■ **What you should do**: A single figure is required: the number of lines in the data below that hold the word "ConcreteMaterial".

■ **Provided information**:
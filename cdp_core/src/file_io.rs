//! # File I/O Module
//!
//! Handles material library files and table export:
//! - **Atomic saves**: write to .tmp, sync, rename to prevent corruption
//! - **Version validation**: ensure schema compatibility on load
//! - **CSV export**: one file per damaged-plasticity table
//!
//! ## Example
//!
//! ```rust,no_run
//! use cdp_core::file_io::{save_library, load_library};
//! use cdp_core::library::MaterialLibrary;
//! use std::path::Path;
//!
//! let library = MaterialLibrary::new("Engineer", "Model-SimplyBeam");
//! let path = Path::new("materials.cdpl");
//!
//! save_library(&library, path)?;
//! let loaded = load_library(path)?;
//! # Ok::<(), cdp_core::errors::CalcError>(())
//! ```

use std::fs::{self, File};
use std::io::{BufWriter, Read, Write};
use std::path::{Path, PathBuf};

use tracing::info;

use crate::definition::{MaterialDefinition, TableRow};
use crate::errors::{CalcError, CalcResult};
use crate::library::{MaterialLibrary, SCHEMA_VERSION};

/// Save a library to a file with atomic write semantics.
///
/// The save process:
/// 1. Serialize library to JSON
/// 2. Write to a temporary file (`<ext>.tmp`)
/// 3. Sync to disk (fsync)
/// 4. Rename the temporary file over the target
///
/// The temporary file is removed if any step after its creation fails.
pub fn save_library(library: &MaterialLibrary, path: &Path) -> CalcResult<()> {
    let json = serde_json::to_string_pretty(library)?;
    let tmp_path = tmp_path_for(path);

    let result = write_synced(&tmp_path, json.as_bytes()).and_then(|()| {
        fs::rename(&tmp_path, path).map_err(|e| {
            CalcError::file_error("rename to final", path.display().to_string(), e.to_string())
        })
    });
    if result.is_err() {
        let _ = fs::remove_file(&tmp_path);
    }
    result?;

    info!(path = %path.display(), materials = library.len(), "saved material library");
    Ok(())
}

fn write_synced(path: &Path, bytes: &[u8]) -> CalcResult<()> {
    let mut file = File::create(path).map_err(|e| {
        CalcError::file_error("create temp file", path.display().to_string(), e.to_string())
    })?;

    file.write_all(bytes).map_err(|e| {
        CalcError::file_error("write temp file", path.display().to_string(), e.to_string())
    })?;

    file.sync_all().map_err(|e| {
        CalcError::file_error("sync temp file", path.display().to_string(), e.to_string())
    })
}

/// Load a library from a file.
///
/// # Returns
///
/// * `Err(CalcError::VersionMismatch)` - File version is incompatible
/// * `Err(CalcError::SerializationError)` - Invalid JSON
/// * `Err(CalcError::FileError)` - I/O error
pub fn load_library(path: &Path) -> CalcResult<MaterialLibrary> {
    let mut file = File::open(path).map_err(|e| {
        CalcError::file_error("open", path.display().to_string(), e.to_string())
    })?;

    let mut contents = String::new();
    file.read_to_string(&mut contents).map_err(|e| {
        CalcError::file_error("read", path.display().to_string(), e.to_string())
    })?;

    let library: MaterialLibrary = serde_json::from_str(&contents).map_err(|e| {
        CalcError::serialization(format!("Invalid JSON in {}: {}", path.display(), e))
    })?;

    validate_version(&library.meta.version)?;

    info!(path = %path.display(), materials = library.len(), "loaded material library");
    Ok(library)
}

/// Load an existing library, or start a new one if the file does not exist.
pub fn load_or_create_library(
    path: &Path,
    author: &str,
    model_name: &str,
) -> CalcResult<MaterialLibrary> {
    if path.exists() {
        load_library(path)
    } else {
        Ok(MaterialLibrary::new(author, model_name))
    }
}

/// Write the four damaged-plasticity tables of `definition` as CSV files.
///
/// Files are named `<material>_<table>.csv` inside `dir`. Returns the written
/// paths in table order; fails if the definition has no damaged-plasticity
/// behavior.
pub fn export_tables_csv(definition: &MaterialDefinition, dir: &Path) -> CalcResult<Vec<PathBuf>> {
    let tables = definition.cdp_tables().ok_or_else(|| {
        CalcError::invalid_input(
            "behavior",
            definition.behavior_name(),
            format!("Material '{}' has no damaged-plasticity tables", definition.name),
        )
    })?;

    fs::create_dir_all(dir).map_err(|e| {
        CalcError::file_error("create directory", dir.display().to_string(), e.to_string())
    })?;

    let mut written = Vec::with_capacity(4);
    for (table_name, header, rows) in tables.named_tables() {
        let path = dir.join(format!("{}_{}.csv", definition.name, table_name));
        write_table_csv(&path, header, rows)?;
        written.push(path);
    }

    info!(material = %definition.name, dir = %dir.display(), "exported damaged-plasticity tables");
    Ok(written)
}

/// Write a two-column table with a header row.
pub fn write_table_csv(path: &Path, header: [&str; 2], rows: &[TableRow]) -> CalcResult<()> {
    let file = File::create(path).map_err(|e| {
        CalcError::file_error("create", path.display().to_string(), e.to_string())
    })?;
    let mut writer = BufWriter::new(file);

    let write_err = |e: std::io::Error| {
        CalcError::file_error("write", path.display().to_string(), e.to_string())
    };

    writeln!(writer, "{},{}", header[0], header[1]).map_err(write_err)?;
    for [a, b] in rows {
        writeln!(writer, "{},{}", a, b).map_err(write_err)?;
    }
    writer.flush().map_err(write_err)
}

fn tmp_path_for(path: &Path) -> PathBuf {
    let extension = path
        .extension()
        .map(|e| format!("{}.tmp", e.to_string_lossy()))
        .unwrap_or_else(|| "tmp".to_string());
    path.with_extension(extension)
}

/// Validate that a file version is compatible with the current schema.
fn validate_version(file_version: &str) -> CalcResult<()> {
    let file_parts: Vec<u32> = file_version
        .split('.')
        .filter_map(|p| p.parse().ok())
        .collect();
    let current_parts: Vec<u32> = SCHEMA_VERSION
        .split('.')
        .filter_map(|p| p.parse().ok())
        .collect();

    let mismatch = || CalcError::VersionMismatch {
        file_version: file_version.to_string(),
        expected_version: SCHEMA_VERSION.to_string(),
    };

    if file_parts.is_empty() || current_parts.is_empty() {
        return Err(mismatch());
    }

    // Major version must match
    if file_parts[0] != current_parts[0] {
        return Err(mismatch());
    }

    // For 0.x versions, a newer minor may carry breaking changes
    if current_parts[0] == 0
        && file_parts.len() > 1
        && current_parts.len() > 1
        && file_parts[1] > current_parts[1]
    {
        return Err(mismatch());
    }

    Ok(())
}

#[cfg(test)]
mod tests {
    use super::*;
    use crate::materials::{ConcreteMaterial, Material, SteelGrade, SteelMaterial};
    use std::env::temp_dir;

    fn temp_library_path(name: &str) -> PathBuf {
        temp_dir().join(format!("cdp_test_{}.cdpl", name))
    }

    #[test]
    fn test_tmp_path_generation() {
        assert_eq!(
            tmp_path_for(Path::new("/path/to/materials.cdpl")),
            Path::new("/path/to/materials.cdpl.tmp")
        );
        assert_eq!(tmp_path_for(Path::new("materials")), Path::new("materials.tmp"));
    }

    #[test]
    fn test_save_and_load_roundtrip() {
        let path = temp_library_path("roundtrip");

        let mut library = MaterialLibrary::new("Test Engineer", "Model-Test");
        library.define(&Material::Concrete(ConcreteMaterial::default())).unwrap();
        library
            .define(&Material::Steel(SteelMaterial::from_grade(SteelGrade::HRB400)))
            .unwrap();
        save_library(&library, &path).unwrap();

        let loaded = load_library(&path).unwrap();
        assert_eq!(loaded.meta.author, "Test Engineer");
        assert_eq!(loaded.len(), 2);
        let tables = loaded.require("C30").unwrap().cdp_tables().unwrap();
        assert_eq!(tables.tension_damage.len(), 43);
        assert_eq!(tables.compression_damage[0], [0.0, 0.0]);

        let _ = fs::remove_file(&path);
    }

    #[test]
    fn test_atomic_save_creates_no_tmp_file() {
        let path = temp_library_path("atomic");
        let tmp_path = tmp_path_for(&path);

        save_library(&MaterialLibrary::default(), &path).unwrap();

        assert!(!tmp_path.exists());
        assert!(path.exists());

        let _ = fs::remove_file(&path);
    }

    #[test]
    fn test_failed_save_removes_tmp_file() {
        // A non-empty directory at the target makes the final rename fail
        let path = temp_library_path("occupied_target");
        let tmp_path = tmp_path_for(&path);
        fs::create_dir_all(path.join("occupied")).unwrap();

        let err = save_library(&MaterialLibrary::default(), &path).unwrap_err();
        assert_eq!(err.error_code(), "FILE_ERROR");
        assert!(!tmp_path.exists());

        let _ = fs::remove_dir_all(&path);
    }

    #[test]
    fn test_load_rejects_newer_schema() {
        let path = temp_library_path("newer_schema");

        let mut library = MaterialLibrary::default();
        library.meta.version = "0.9.0".to_string();
        save_library(&library, &path).unwrap();

        let err = load_library(&path).unwrap_err();
        assert_eq!(err.error_code(), "VERSION_MISMATCH");

        let _ = fs::remove_file(&path);
    }

    #[test]
    fn test_load_missing_file() {
        let err = load_library(&temp_library_path("does_not_exist")).unwrap_err();
        assert_eq!(err.error_code(), "FILE_ERROR");
    }

    #[test]
    fn test_load_or_create() {
        let path = temp_library_path("load_or_create");
        let _ = fs::remove_file(&path);

        let library = load_or_create_library(&path, "Engineer", "Model-New").unwrap();
        assert_eq!(library.meta.model_name, "Model-New");
        assert!(library.is_empty());
    }

    #[test]
    fn test_version_validation() {
        assert!(validate_version(SCHEMA_VERSION).is_ok());
        assert!(validate_version("0.1.0").is_ok());
        assert!(validate_version("0.1.5").is_ok());
        assert!(validate_version("1.0.0").is_err());
        assert!(validate_version("0.2.0").is_err());
        assert!(validate_version("garbage").is_err());
    }

    #[test]
    fn test_export_tables_csv() {
        let dir = temp_dir().join("cdp_test_export");
        let def = ConcreteMaterial::default().definition().unwrap();

        let paths = export_tables_csv(&def, &dir).unwrap();
        assert_eq!(paths.len(), 4);
        assert!(paths[0].ends_with("C30_compression_hardening.csv"));

        let contents = fs::read_to_string(&paths[2]).unwrap();
        let mut lines = contents.lines();
        assert_eq!(lines.next(), Some("damage,inelastic_strain"));
        assert_eq!(lines.next(), Some("0,0"));
        assert_eq!(contents.lines().count(), 51);

        let _ = fs::remove_dir_all(&dir);
    }

    #[test]
    fn test_export_rejects_steel() {
        let def = SteelMaterial::from_grade(SteelGrade::HRB400).definition().unwrap();
        let err = export_tables_csv(&def, &temp_dir()).unwrap_err();
        assert_eq!(err.error_code(), "INVALID_INPUT");
    }
}
//! # CDP CLI Application
//!
//! Terminal front end for concrete damaged-plasticity tables.
//!
//! ```text
//! cdp_cli curves --grade C30 --format csv
//! cdp_cli curves --fcr 20.1 --ftr 2.01 --er 30000 --format json
//! cdp_cli convert --fcu 30
//! cdp_cli define --library beam.cdpl --grade C30 --steel HRB400 --steel HPB300
//! ```
//!
//! Logs go to stderr (set `RUST_LOG=debug` for curve parameters), so stdout
//! can be piped.

use std::path::PathBuf;
use std::process;
use std::str::FromStr;

use cdp_core::cdp::DamageCurve;
use cdp_core::errors::{CalcError, CalcResult};
use cdp_core::file_io::{export_tables_csv, load_or_create_library, save_library};
use cdp_core::materials::{ConcreteMaterial, Material, SteelGrade, SteelMaterial};
use cdp_core::strength::{
    convert_cube_strength, elastic_modulus, gb_ref, ConcreteGrade, RepresentativeStrength,
};
use structopt::StructOpt;
use tracing_subscriber::EnvFilter;

/// Command line options
#[derive(StructOpt, Debug)]
#[structopt(
    name = "cdp_cli",
    about = "Concrete damaged-plasticity curves and material tables (GB 50010)"
)]
enum Command {
    /// Print compression and tension damage curves
    Curves {
        #[structopt(flatten)]
        concrete: ConcreteArgs,

        /// table, json or csv
        #[structopt(long, default_value = "table")]
        format: OutputFormat,
    },

    /// Convert a cube strength fcu,k to fck / ftk
    Convert {
        #[structopt(long)]
        fcu: f64,

        /// Coefficient of variation override
        #[structopt(long)]
        delta_c: Option<f64>,
    },

    /// Elastic modulus from a cube strength
    Modulus {
        #[structopt(long)]
        fcu: f64,
    },

    /// Add materials to a library file, creating it if missing
    Define {
        #[structopt(long, parse(from_os_str))]
        library: PathBuf,

        /// Concrete grade to add (repeatable)
        #[structopt(long)]
        grade: Vec<String>,

        /// Steel preset to add (repeatable)
        #[structopt(long)]
        steel: Vec<String>,

        #[structopt(long, default_value = "")]
        author: String,

        #[structopt(long, default_value = "Model-1")]
        model: String,

        /// Also write each concrete's tables as CSV into this directory
        #[structopt(long, parse(from_os_str))]
        export_dir: Option<PathBuf>,
    },
}

#[derive(StructOpt, Debug)]
struct ConcreteArgs {
    /// Strength grade, e.g. C30 (default when no constants are given)
    #[structopt(long)]
    grade: Option<String>,

    /// design, characteristic or mean
    #[structopt(long, default_value = "characteristic")]
    representative: String,

    /// Representative compressive strength (MPa), overrides the grade value
    #[structopt(long)]
    fcr: Option<f64>,

    /// Representative tensile strength (MPa), overrides the grade value
    #[structopt(long)]
    ftr: Option<f64>,

    /// Elastic modulus (MPa), overrides the grade value
    #[structopt(long)]
    er: Option<f64>,
}

impl ConcreteArgs {
    fn material(&self) -> CalcResult<ConcreteMaterial> {
        let grade = match &self.grade {
            Some(g) => ConcreteGrade::from_str_flexible(g)?,
            None => ConcreteGrade::C30,
        };
        let representative = RepresentativeStrength::from_str_flexible(&self.representative)?;
        let mut material = ConcreteMaterial::from_grade(grade, representative)?;

        let overridden = self.fcr.is_some() || self.ftr.is_some() || self.er.is_some();
        material.fcr = self.fcr.unwrap_or(material.fcr);
        material.ftr = self.ftr.unwrap_or(material.ftr);
        material.er = self.er.unwrap_or(material.er);
        if overridden && self.grade.is_none() {
            material.name = "Custom".to_string();
        }
        Ok(material)
    }
}

#[derive(Debug, Clone, Copy)]
enum OutputFormat {
    Table,
    Json,
    Csv,
}

impl FromStr for OutputFormat {
    type Err = String;

    fn from_str(s: &str) -> Result<Self, Self::Err> {
        match s.to_lowercase().as_str() {
            "table" => Ok(OutputFormat::Table),
            "json" => Ok(OutputFormat::Json),
            "csv" => Ok(OutputFormat::Csv),
            other => Err(format!("unknown format '{}', expected table, json or csv", other)),
        }
    }
}

fn main() {
    tracing_subscriber::fmt()
        .with_env_filter(
            EnvFilter::try_from_default_env().unwrap_or_else(|_| EnvFilter::new("warn")),
        )
        .with_writer(std::io::stderr)
        .init();

    let command = Command::from_args();
    tracing::debug!(?command, "parsed command line");

    if let Err(e) = run(command) {
        eprintln!("Error: {}", e);
        if let Ok(json) = serde_json::to_string_pretty(&e) {
            eprintln!();
            eprintln!("Error JSON:");
            eprintln!("{}", json);
        }
        process::exit(1);
    }
}

fn run(command: Command) -> CalcResult<()> {
    match command {
        Command::Curves { concrete, format } => {
            let material = concrete.material()?;
            let compression = material.compression_curve()?;
            let tension = material.tension_curve()?;
            match format {
                OutputFormat::Table => print_curves_table(&material, &compression, &tension),
                OutputFormat::Json => {
                    let json = serde_json::to_string_pretty(&serde_json::json!({
                        "material": material,
                        "compression": compression,
                        "tension": tension,
                    }))?;
                    println!("{}", json);
                }
                OutputFormat::Csv => print_curves_csv(&compression, &tension),
            }
        }
        Command::Convert { fcu, delta_c } => {
            let c = convert_cube_strength(fcu, delta_c)?;
            let (fc, ft) = c.design();
            let (fcm, ftm) = c.mean();
            println!(
                "fcu,k = {:.1} MPa  (α1 = {:.4}, α2 = {:.4}, δc = {:.2})",
                c.fcu_k, c.alpha1, c.alpha2, c.delta_c
            );
            println!(
                "  fck = {:.3} MPa   ftk = {:.3} MPa   [{}]",
                c.fck,
                c.ftk,
                gb_ref::CHARACTERISTIC_STRENGTH
            );
            println!(
                "  fc  = {:.3} MPa   ft  = {:.3} MPa   [{}]",
                fc,
                ft,
                gb_ref::DESIGN_STRENGTH
            );
            println!("  fcm = {:.3} MPa   ftm = {:.3} MPa", fcm, ftm);
        }
        Command::Modulus { fcu } => {
            println!("Ec = {} MPa   [{}]", elastic_modulus(fcu)?, gb_ref::ELASTIC_MODULUS);
        }
        Command::Define {
            library: path,
            grade,
            steel,
            author,
            model,
            export_dir,
        } => {
            let mut library = load_or_create_library(&path, &author, &model)?;

            let mut materials = Vec::new();
            for g in &grade {
                let concrete = library.concrete_for_grade(ConcreteGrade::from_str_flexible(g)?)?;
                materials.push(Material::Concrete(concrete));
            }
            for s in &steel {
                let grade = SteelGrade::from_str_flexible(s)?;
                materials.push(Material::Steel(SteelMaterial::from_grade(grade)));
            }
            if materials.is_empty() {
                return Err(CalcError::invalid_input("grade/steel", "", "Nothing to define"));
            }

            for material in &materials {
                let definition = library.define(material)?;
                println!("Defined {:<12} {}", definition.name, definition.behavior_name());
                if let (Some(dir), Some(_)) = (&export_dir, definition.cdp_tables()) {
                    for written in export_tables_csv(definition, dir)? {
                        println!("  wrote {}", written.display());
                    }
                }
            }

            save_library(&library, &path)?;
            println!("Saved {} material(s) to {}", library.len(), path.display());
        }
    }
    Ok(())
}

fn print_curves_table(
    material: &ConcreteMaterial,
    compression: &DamageCurve,
    tension: &DamageCurve,
) {
    const RULE: &str = "═══════════════════════════════════════════════";
    println!("{}", RULE);
    println!("  CONCRETE DAMAGED PLASTICITY - {}", material.name);
    println!("{}", RULE);
    println!();
    println!(
        "  fcr = {:.3} MPa   ftr = {:.3} MPa   Er = {:.1} MPa",
        material.fcr, material.ftr, material.er
    );
    println!();

    for curve in [compression, tension] {
        let p = &curve.parameters;
        let exponent = p
            .exponent
            .map(|n| format!(", n = {:.4}", n))
            .unwrap_or_default();
        println!(
            "{} [{}] (ε0 = {:.6}, α = {:.4}, ρ = {:.4}{})",
            curve.branch,
            curve.branch.clause(),
            p.peak_strain,
            p.alpha,
            p.rho,
            exponent
        );
        println!("  {:>4}  {:>10}  {:>12}  {:>12}", "#", "damage", "stress", "strain");
        for (i, (d, s, e)) in curve.rows().enumerate() {
            println!("  {:>4}  {:>10.5}  {:>12.6}  {:>12.6}", i, d, s, e);
        }
        println!();
    }
}

fn print_curves_csv(compression: &DamageCurve, tension: &DamageCurve) {
    println!("branch,index,damage,stress,strain");
    for curve in [compression, tension] {
        for (i, (d, s, e)) in curve.rows().enumerate() {
            println!("{},{},{},{},{}", curve.branch, i, d, s, e);
        }
    }
}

■ **Your response**: 7